**TASK DIRECTIONS:**
Return each line exactly as written. Begin with the first line of the entries and end with the line that has "use rand::Rng;".

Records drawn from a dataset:
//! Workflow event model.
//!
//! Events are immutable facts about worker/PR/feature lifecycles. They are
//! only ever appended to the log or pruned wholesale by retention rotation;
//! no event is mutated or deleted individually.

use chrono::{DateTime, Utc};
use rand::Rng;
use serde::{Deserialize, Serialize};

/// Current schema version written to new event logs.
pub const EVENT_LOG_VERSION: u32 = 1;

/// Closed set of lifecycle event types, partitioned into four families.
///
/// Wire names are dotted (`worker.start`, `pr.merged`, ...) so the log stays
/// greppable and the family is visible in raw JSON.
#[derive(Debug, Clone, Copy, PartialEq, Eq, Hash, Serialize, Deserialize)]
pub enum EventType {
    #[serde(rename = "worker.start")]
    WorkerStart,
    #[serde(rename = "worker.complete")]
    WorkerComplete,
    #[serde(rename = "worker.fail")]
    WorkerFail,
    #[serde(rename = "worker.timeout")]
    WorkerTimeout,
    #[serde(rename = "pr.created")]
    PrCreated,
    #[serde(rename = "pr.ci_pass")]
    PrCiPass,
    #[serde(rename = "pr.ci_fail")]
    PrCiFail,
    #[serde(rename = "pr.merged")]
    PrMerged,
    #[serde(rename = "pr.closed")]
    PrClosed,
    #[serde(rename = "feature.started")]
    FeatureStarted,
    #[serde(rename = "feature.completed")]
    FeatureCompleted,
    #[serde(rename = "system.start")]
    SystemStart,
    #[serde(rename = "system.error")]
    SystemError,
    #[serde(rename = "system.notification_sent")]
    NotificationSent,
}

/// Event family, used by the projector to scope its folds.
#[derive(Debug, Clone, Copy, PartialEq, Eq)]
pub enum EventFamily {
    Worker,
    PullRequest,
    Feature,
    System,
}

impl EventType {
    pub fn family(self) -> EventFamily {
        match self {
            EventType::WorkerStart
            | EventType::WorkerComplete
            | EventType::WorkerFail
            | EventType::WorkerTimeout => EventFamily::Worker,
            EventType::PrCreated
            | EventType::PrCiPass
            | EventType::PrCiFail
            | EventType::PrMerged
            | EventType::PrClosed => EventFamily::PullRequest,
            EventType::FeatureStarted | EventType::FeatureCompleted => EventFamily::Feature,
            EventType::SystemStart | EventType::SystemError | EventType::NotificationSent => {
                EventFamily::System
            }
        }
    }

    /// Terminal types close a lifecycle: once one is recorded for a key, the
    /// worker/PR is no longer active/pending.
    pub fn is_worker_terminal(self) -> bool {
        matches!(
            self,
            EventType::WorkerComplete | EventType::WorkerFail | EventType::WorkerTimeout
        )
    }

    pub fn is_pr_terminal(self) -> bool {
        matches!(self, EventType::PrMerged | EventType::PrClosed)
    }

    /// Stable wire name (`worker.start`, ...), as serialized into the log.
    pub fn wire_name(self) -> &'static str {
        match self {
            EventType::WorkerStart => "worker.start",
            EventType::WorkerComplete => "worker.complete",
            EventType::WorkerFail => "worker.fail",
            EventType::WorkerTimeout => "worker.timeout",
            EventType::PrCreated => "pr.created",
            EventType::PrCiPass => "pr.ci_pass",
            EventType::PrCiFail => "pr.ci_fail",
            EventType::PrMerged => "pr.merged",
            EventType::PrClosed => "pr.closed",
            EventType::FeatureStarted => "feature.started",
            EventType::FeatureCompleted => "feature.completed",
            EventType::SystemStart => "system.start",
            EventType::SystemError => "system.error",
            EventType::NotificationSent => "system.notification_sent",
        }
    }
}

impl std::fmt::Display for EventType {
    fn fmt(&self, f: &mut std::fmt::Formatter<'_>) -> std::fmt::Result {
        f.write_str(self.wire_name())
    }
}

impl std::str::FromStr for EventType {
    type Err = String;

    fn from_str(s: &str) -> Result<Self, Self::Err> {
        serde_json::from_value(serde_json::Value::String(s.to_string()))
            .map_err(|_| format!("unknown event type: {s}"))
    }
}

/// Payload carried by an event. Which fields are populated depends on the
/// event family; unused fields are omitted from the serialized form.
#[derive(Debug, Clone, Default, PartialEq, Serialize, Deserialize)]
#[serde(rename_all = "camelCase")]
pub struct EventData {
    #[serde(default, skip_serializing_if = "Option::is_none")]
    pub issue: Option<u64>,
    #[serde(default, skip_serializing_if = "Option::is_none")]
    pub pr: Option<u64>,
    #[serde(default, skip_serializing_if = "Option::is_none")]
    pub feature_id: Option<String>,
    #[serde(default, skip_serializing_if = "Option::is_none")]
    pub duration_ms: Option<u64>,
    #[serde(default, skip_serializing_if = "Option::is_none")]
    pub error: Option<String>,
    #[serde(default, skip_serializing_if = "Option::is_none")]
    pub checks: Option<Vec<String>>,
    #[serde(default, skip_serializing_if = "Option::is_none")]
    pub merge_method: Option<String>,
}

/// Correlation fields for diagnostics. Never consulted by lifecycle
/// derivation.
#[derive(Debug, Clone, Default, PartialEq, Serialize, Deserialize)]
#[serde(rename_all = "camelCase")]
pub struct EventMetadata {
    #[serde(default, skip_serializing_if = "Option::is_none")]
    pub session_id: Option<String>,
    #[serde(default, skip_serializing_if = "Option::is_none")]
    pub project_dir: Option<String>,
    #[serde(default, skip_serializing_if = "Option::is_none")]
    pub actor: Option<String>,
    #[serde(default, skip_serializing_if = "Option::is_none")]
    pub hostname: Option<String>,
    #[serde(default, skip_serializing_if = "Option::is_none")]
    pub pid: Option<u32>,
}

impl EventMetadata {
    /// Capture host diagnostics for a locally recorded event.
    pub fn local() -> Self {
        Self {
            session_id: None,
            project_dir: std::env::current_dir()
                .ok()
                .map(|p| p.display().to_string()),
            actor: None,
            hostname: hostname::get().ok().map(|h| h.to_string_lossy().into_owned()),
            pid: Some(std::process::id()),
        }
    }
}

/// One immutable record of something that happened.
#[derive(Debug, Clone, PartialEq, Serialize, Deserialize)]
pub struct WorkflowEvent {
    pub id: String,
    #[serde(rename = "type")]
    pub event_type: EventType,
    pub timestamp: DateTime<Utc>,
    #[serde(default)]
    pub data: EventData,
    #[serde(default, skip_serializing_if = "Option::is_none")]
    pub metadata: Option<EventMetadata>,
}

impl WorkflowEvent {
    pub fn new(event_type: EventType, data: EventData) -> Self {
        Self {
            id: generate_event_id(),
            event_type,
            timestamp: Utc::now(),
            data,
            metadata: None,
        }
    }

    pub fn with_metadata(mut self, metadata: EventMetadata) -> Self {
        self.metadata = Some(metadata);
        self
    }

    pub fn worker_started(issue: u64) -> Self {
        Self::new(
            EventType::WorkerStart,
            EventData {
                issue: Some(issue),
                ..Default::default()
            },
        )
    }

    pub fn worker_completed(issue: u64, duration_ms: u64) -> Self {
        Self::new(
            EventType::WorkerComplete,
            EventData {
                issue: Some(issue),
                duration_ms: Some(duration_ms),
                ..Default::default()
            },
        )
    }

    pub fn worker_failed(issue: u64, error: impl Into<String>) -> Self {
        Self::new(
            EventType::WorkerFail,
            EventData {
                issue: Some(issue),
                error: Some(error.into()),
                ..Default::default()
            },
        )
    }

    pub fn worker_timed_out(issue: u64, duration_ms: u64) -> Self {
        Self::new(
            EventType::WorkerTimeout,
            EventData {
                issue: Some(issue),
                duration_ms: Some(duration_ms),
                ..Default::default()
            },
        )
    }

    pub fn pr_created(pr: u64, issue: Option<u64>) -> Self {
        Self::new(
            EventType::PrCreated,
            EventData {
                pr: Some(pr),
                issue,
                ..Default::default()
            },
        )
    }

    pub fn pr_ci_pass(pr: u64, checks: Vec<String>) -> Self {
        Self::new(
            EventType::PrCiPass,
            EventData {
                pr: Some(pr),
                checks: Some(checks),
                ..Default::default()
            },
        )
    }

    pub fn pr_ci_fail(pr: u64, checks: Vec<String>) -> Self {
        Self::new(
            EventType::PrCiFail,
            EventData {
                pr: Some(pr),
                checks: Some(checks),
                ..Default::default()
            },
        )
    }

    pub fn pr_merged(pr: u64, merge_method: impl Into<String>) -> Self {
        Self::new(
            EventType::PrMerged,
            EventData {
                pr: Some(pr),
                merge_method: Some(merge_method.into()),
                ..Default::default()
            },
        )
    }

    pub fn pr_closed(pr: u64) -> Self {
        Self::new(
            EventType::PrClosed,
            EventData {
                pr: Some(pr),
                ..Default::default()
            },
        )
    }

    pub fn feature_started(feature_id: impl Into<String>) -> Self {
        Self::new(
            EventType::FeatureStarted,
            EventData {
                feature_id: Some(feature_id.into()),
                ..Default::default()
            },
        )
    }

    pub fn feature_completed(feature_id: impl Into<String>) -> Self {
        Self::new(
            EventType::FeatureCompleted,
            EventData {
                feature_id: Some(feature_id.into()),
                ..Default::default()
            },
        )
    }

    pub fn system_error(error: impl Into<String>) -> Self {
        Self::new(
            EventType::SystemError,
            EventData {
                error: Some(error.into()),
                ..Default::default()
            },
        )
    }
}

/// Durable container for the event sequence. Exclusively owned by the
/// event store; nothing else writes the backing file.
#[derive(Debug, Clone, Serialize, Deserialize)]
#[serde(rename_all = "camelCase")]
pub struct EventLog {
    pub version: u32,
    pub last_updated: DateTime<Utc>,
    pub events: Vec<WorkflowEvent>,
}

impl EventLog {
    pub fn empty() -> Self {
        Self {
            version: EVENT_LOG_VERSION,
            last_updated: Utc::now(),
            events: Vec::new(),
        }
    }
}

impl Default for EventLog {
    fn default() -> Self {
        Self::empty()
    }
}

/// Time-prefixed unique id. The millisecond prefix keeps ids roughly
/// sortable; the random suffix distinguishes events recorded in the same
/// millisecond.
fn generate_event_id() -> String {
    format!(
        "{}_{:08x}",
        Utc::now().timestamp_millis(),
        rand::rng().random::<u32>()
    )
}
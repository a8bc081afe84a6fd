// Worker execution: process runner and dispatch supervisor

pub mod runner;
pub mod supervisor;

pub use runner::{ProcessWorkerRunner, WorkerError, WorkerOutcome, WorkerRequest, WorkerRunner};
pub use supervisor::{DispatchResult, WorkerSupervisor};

**ANSWER FOR THIS EXERCISE:**
//! Workflow event model.
//!
//! Events are immutable facts about worker/PR/feature lifecycles. They are
//! only ever appended to the log or pruned wholesale by retention rotation;
//! no event is mutated or deleted individually.

use chrono::{DateTime, Utc};
use rand::Rng;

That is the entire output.